● **PROBLEM TO WORK ON**:
Collect all lines containing the word "FeedUpdate" from the data.

● **DATA PROVIDED**:
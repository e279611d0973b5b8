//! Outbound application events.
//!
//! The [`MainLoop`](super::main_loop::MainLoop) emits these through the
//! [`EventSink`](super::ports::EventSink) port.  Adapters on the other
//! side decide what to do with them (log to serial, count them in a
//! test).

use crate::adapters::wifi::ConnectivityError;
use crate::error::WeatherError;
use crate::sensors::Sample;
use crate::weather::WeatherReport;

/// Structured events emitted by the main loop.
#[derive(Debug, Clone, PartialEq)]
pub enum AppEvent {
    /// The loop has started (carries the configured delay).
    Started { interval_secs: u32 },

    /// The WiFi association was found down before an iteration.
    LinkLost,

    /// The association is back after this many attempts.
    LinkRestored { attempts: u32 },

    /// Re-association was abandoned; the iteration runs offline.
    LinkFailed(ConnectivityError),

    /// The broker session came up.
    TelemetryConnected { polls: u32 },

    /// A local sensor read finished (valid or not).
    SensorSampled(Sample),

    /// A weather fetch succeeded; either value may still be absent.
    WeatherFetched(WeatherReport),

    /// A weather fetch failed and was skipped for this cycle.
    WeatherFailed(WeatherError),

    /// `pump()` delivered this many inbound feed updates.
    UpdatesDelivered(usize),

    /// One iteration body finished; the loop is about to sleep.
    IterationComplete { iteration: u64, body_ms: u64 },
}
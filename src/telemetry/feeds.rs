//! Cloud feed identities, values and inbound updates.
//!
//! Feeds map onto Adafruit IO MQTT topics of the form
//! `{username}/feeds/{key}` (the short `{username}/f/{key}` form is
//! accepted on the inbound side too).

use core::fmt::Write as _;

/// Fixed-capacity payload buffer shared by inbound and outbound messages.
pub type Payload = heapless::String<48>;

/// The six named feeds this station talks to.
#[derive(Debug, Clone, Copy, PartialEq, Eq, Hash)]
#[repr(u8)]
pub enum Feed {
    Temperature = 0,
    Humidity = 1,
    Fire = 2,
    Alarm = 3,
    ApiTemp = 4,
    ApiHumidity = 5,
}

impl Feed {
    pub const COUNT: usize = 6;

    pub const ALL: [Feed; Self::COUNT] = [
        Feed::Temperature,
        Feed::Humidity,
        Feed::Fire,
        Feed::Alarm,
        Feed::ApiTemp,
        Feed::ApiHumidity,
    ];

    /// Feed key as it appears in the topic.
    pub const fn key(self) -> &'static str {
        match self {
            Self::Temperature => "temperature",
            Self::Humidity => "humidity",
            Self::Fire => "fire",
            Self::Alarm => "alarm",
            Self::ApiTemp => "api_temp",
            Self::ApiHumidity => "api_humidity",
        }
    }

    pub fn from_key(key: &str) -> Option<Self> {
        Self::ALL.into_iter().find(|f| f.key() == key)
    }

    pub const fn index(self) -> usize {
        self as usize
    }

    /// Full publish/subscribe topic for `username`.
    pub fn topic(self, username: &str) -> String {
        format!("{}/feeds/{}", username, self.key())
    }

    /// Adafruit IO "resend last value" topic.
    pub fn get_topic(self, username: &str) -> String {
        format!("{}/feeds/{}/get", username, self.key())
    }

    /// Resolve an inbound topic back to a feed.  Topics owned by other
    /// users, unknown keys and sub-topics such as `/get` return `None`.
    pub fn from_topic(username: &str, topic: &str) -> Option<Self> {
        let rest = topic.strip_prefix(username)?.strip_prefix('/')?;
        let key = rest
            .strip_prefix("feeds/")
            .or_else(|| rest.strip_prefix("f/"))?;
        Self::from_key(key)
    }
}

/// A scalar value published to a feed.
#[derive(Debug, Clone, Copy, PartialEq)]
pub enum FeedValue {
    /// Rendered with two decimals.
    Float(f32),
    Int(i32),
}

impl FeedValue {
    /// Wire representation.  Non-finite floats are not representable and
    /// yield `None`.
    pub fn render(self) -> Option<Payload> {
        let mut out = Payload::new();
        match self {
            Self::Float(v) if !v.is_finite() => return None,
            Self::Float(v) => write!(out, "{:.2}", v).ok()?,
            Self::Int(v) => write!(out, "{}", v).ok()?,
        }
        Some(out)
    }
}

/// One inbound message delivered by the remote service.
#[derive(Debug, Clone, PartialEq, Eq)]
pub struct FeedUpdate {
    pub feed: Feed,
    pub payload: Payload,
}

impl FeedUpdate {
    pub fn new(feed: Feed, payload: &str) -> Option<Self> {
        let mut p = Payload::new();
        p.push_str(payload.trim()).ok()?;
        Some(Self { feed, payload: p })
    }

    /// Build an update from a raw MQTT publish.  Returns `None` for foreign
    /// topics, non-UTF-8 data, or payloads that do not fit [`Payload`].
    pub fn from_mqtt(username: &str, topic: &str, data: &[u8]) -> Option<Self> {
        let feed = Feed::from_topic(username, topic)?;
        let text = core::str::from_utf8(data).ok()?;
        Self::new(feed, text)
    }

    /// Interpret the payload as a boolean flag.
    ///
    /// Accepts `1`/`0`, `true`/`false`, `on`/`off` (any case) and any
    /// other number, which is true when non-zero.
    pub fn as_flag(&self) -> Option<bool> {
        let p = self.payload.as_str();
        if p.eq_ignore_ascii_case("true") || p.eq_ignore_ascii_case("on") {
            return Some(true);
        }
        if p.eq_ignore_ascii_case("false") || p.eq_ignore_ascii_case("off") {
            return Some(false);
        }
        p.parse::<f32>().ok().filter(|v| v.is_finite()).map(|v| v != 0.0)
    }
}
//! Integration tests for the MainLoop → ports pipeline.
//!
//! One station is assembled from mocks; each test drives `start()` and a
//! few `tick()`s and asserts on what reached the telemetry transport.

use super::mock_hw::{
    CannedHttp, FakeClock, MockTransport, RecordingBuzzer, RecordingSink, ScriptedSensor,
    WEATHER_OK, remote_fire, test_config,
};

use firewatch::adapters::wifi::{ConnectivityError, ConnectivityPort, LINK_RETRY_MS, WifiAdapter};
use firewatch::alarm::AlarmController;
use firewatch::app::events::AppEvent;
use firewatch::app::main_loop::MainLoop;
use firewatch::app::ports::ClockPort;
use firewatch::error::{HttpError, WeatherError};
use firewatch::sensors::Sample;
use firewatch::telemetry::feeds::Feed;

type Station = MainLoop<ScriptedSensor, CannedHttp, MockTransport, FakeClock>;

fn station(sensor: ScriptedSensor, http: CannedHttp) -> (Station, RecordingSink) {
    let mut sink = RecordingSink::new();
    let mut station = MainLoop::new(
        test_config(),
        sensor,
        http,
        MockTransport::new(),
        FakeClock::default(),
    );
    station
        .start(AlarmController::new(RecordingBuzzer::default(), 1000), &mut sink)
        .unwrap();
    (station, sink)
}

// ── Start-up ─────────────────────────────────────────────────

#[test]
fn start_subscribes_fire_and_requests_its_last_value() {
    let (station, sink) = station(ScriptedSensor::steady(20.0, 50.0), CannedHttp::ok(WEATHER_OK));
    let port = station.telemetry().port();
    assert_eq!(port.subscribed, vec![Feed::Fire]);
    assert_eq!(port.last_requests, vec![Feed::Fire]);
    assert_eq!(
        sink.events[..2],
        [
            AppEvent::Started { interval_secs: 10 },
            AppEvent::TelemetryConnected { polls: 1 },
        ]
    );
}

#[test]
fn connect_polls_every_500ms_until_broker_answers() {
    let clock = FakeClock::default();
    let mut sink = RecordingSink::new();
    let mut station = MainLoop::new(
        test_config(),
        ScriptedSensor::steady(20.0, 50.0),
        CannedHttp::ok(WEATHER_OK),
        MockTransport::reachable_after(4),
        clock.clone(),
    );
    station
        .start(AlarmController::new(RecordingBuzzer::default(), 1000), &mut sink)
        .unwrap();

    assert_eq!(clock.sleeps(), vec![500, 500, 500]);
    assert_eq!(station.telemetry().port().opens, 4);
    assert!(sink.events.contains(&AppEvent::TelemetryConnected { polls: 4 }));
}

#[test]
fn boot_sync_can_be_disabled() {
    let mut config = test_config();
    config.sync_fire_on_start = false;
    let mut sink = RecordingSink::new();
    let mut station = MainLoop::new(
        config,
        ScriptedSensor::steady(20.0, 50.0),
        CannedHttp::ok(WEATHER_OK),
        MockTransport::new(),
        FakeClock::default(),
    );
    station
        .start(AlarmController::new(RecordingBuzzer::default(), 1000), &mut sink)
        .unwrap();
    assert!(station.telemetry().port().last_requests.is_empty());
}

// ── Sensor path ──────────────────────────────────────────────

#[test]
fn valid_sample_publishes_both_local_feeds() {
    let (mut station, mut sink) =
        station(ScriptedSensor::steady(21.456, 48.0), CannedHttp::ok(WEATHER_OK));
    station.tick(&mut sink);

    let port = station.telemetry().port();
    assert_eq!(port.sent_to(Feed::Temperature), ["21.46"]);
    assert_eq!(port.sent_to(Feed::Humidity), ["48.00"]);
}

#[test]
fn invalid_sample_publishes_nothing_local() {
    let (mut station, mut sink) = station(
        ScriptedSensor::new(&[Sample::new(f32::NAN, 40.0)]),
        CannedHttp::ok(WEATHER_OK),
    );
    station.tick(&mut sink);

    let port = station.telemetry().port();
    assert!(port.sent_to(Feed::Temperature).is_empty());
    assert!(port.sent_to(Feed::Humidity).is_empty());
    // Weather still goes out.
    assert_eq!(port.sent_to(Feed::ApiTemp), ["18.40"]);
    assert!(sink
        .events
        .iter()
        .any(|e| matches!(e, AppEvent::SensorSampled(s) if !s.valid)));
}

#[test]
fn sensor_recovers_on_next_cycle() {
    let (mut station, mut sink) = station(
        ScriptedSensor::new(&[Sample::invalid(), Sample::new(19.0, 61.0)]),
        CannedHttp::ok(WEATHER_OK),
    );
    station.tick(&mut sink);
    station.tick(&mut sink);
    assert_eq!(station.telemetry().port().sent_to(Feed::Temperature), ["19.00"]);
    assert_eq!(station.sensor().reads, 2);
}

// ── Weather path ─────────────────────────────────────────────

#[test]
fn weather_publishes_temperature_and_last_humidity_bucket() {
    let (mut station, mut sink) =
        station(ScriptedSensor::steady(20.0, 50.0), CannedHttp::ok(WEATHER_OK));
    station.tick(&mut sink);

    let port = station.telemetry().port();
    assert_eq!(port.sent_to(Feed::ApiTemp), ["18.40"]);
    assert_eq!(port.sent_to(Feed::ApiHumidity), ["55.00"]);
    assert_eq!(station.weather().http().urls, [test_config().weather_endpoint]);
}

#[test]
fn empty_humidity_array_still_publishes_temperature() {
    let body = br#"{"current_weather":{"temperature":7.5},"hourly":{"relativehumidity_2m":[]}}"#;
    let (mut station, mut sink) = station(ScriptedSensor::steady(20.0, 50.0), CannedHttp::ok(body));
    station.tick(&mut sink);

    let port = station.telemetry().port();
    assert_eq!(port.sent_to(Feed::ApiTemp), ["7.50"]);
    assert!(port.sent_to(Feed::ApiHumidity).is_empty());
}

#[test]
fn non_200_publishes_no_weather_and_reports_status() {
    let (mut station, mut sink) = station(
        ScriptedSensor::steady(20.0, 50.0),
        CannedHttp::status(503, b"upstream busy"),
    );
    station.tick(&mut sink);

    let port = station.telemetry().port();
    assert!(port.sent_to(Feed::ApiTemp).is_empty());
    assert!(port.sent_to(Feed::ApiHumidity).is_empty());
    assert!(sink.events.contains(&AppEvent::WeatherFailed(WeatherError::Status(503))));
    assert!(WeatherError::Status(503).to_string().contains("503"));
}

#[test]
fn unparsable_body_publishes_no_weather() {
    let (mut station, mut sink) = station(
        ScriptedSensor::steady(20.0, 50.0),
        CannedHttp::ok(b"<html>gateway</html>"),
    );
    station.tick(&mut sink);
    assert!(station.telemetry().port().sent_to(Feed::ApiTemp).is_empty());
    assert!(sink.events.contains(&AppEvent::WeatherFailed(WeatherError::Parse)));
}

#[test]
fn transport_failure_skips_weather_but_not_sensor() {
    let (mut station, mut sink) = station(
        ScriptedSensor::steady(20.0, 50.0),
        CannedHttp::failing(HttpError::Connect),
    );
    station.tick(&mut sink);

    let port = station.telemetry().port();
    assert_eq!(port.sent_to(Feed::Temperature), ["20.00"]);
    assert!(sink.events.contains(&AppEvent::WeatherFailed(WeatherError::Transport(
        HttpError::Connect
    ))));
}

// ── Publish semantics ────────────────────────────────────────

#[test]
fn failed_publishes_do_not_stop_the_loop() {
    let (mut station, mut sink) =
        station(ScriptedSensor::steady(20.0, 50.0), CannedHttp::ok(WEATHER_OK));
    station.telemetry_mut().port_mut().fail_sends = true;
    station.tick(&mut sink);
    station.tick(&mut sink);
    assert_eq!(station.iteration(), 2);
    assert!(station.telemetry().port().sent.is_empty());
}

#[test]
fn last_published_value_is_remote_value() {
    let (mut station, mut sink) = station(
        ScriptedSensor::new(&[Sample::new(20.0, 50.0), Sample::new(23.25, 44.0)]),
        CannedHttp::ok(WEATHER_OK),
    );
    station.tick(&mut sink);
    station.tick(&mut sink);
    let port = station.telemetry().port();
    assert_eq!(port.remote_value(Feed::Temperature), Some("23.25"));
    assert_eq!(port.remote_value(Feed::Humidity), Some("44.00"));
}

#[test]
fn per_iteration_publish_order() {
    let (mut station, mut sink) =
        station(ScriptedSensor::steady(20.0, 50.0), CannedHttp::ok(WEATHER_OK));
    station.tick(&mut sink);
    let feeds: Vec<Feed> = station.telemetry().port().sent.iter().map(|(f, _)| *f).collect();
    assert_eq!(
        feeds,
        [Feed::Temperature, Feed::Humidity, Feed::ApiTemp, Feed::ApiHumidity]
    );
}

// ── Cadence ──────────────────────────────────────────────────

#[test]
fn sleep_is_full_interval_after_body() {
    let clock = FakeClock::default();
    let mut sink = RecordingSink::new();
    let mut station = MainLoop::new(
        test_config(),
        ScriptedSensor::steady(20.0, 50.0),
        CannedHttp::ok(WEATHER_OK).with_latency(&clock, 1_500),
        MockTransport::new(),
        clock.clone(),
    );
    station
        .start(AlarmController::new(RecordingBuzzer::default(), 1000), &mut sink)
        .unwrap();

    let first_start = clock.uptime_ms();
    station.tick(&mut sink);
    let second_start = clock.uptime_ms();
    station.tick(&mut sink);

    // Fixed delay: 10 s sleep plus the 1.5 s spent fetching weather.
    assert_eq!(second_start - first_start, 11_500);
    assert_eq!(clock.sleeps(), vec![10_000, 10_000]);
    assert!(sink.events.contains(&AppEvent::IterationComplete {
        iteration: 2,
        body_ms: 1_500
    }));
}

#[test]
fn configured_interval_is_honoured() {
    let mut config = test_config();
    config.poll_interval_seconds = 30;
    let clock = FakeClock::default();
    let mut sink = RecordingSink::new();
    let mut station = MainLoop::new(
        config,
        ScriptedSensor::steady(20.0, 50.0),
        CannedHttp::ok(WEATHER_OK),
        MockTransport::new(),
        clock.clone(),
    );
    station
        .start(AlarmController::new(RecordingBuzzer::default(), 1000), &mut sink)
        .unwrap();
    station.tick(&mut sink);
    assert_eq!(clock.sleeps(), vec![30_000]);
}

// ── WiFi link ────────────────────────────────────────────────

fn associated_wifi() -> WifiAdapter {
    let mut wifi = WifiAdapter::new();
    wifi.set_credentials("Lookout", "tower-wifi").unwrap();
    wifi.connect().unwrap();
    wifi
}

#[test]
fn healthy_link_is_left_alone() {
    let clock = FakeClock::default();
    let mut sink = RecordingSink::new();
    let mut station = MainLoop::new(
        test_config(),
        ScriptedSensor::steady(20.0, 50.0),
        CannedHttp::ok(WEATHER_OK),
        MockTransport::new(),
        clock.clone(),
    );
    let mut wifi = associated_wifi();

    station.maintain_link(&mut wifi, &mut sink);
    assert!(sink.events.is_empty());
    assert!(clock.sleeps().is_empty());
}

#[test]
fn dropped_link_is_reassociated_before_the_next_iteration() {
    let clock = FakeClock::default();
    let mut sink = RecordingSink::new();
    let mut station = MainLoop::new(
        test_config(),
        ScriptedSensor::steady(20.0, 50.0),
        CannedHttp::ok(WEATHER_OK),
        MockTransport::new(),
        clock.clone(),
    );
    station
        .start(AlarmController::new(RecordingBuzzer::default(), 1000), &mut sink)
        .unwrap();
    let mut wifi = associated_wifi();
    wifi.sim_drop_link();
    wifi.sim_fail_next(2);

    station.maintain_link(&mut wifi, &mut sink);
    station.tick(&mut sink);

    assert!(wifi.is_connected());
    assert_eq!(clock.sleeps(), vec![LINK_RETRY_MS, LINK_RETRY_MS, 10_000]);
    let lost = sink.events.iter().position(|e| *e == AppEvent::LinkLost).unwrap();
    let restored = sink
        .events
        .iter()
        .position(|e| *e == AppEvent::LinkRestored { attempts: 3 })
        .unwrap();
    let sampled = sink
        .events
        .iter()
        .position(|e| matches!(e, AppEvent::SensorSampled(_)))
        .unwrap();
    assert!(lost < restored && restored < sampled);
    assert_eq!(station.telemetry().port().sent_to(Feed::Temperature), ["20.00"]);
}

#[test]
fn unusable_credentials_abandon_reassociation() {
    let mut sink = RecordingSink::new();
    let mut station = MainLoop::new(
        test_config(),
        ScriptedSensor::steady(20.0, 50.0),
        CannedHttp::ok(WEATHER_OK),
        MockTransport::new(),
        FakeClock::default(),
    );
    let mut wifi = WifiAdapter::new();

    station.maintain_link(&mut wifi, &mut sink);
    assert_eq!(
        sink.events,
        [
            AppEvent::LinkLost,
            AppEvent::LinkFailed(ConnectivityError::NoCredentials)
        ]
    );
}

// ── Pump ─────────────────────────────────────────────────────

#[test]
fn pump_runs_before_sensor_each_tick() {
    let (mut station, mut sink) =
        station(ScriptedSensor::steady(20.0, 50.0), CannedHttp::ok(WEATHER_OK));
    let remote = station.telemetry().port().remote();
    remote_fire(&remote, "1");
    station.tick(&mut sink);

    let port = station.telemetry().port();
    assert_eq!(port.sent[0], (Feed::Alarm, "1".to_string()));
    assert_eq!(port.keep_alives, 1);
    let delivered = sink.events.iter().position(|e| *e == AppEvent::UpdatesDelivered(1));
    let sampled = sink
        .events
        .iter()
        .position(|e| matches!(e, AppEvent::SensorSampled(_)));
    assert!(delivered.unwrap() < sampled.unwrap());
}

● **RESULT**:
pub struct FeedUpdate {
impl FeedUpdate {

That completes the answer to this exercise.